From the jump, both starters were dealing. But Cook was just a bit better.
He was only seriously threatened twice — in the bottom of the first when he gave up a two-out double to Wagner, and in the fourth when he allowed two runners on with two outs before getting out of the jam with a K.
Redbank’s last best chance came in the sixth, but Cook fanned Carson Gould, allowed a base runner on an error then proceeded to force Wagner and Brock George — who scored that winning run in the 2024 title game — into ground outs. Cook held the 2-5 hitters to a 3-for-12 line and struck them out four times.
He said after his fastball was “living,” and he and Weston Cook were pleased by his mix of sliders and curveballs that induced a bunch of awkward swings-and-misses.
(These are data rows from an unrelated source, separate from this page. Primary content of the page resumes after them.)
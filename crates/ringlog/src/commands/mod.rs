//! Command implementations

pub mod log;
pub mod show_config;
pub mod trial;

use anyhow::{Context, Result};
use ringlog_core::{find_config_file, ConfigFile, LoggerConfig};
use tracing::debug;

use crate::cli::Cli;

/// Resolve the logger config: flags override the config file, which
/// overrides defaults. Without `--config`, a `ringlog.*` file in the
/// current directory is used if present.
pub fn resolve_config(cli: &Cli) -> Result<LoggerConfig> {
    let path = match &cli.config {
        Some(path) => Some(path.clone()),
        None => find_config_file(&std::env::current_dir()?),
    };

    let mut file = match path {
        Some(path) => {
            debug!("Loading config from {}", path.display());
            ConfigFile::load(&path)
                .with_context(|| format!("Failed to load config {}", path.display()))?
        }
        None => ConfigFile::default(),
    };

    if let Some(n) = cli.max_files {
        file.max_files = Some(n);
    }
    if let Some(n) = cli.max_lines {
        file.max_lines_per_file = Some(n);
    }
    if let Some(prefix) = &cli.prefix {
        file.file_prefix = Some(prefix.clone());
    }

    Ok(file.into_config()?)
}
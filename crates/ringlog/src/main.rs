//! ringlog CLI - bounded, self-rotating append-only log writer

use anyhow::Result;
use clap::Parser;
use tracing_subscriber::{layer::SubscriberExt, util::SubscriberInitExt};

mod cli;
mod commands;
mod output;

use cli::{Cli, Commands};
use commands::*;

#[tokio::main]
async fn main() -> Result<()> {
    let cli = Cli::parse();

    output::set_json_mode(cli.json);

    let log_level = match cli.verbose {
        0 => "warn",
        1 => "info",
        2 => "debug",
        _ => "trace",
    };

    tracing_subscriber::registry()
        .with(
            tracing_subscriber::EnvFilter::try_from_default_env().unwrap_or_else(|_| {
                format!("ringlog={0},ringlog_logs={0},ringlog_core={0}", log_level).into()
            }),
        )
        .with(tracing_subscriber::fmt::layer().without_time().with_writer(std::io::stderr))
        .init();

    let result = match resolve_config(&cli) {
        Ok(config) => match cli.command {
            Commands::Log(args) => log::execute(config, args).await,
            Commands::Trial(args) => trial::execute(config, args).await,
            Commands::ShowConfig => show_config::execute(&config),
        },
        Err(e) => Err(e),
    };

    if let Err(e) = result {
        output::print_error(&format!("Error: {:#}", e));
        std::process::exit(1);
    }

    Ok(())
}
//! ringlog Core - Shared configuration, values, and error handling

pub mod config;
pub mod constants;
pub mod error;
pub mod value;

pub use config::*;
pub use constants::*;
pub use error::{Error, Result};
pub use value::{stringify, LogValue};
“He was so focused and locked in,” Lapusnak said. “I was keeping track of the velocity on his pitches. He wasn’t losing any velocity, didn’t appear to be getting tired, so we were going through with him until the end.”
Moniteau broke a scoreless tie in the top of the fourth. Cook, who went 2-for-3 at the plate, poked a single to right field with two outs, then Weston Cook doubled to the opposite field in left-center to drive Dawson Cook home. The fly ball carried farther than RV centerfielder Isaac Neiswonger expected and rolled to the deepest part of the park, nearly 360 feet to the wall.
Dawson Cook scored easily.
“I was looking for a fastball, maybe outside, hopefully I can push it the other way and put Dawson in scoring position, maybe my team can put him in,” Weston Cook said.
Added Lapusnak: “Great hit, great piece, left-center in the gap. Awesome, awesome work by Weston.”
The Warriors now have a week off before the start of the PIAA Class 2A tournament Monday against the District 4 champion. Lapusnak said he heard they will host the first-round game at Slippery Rock University. Southern Columbia and South Williamsport play 4:30 p.m. Tuesday for the D4 title.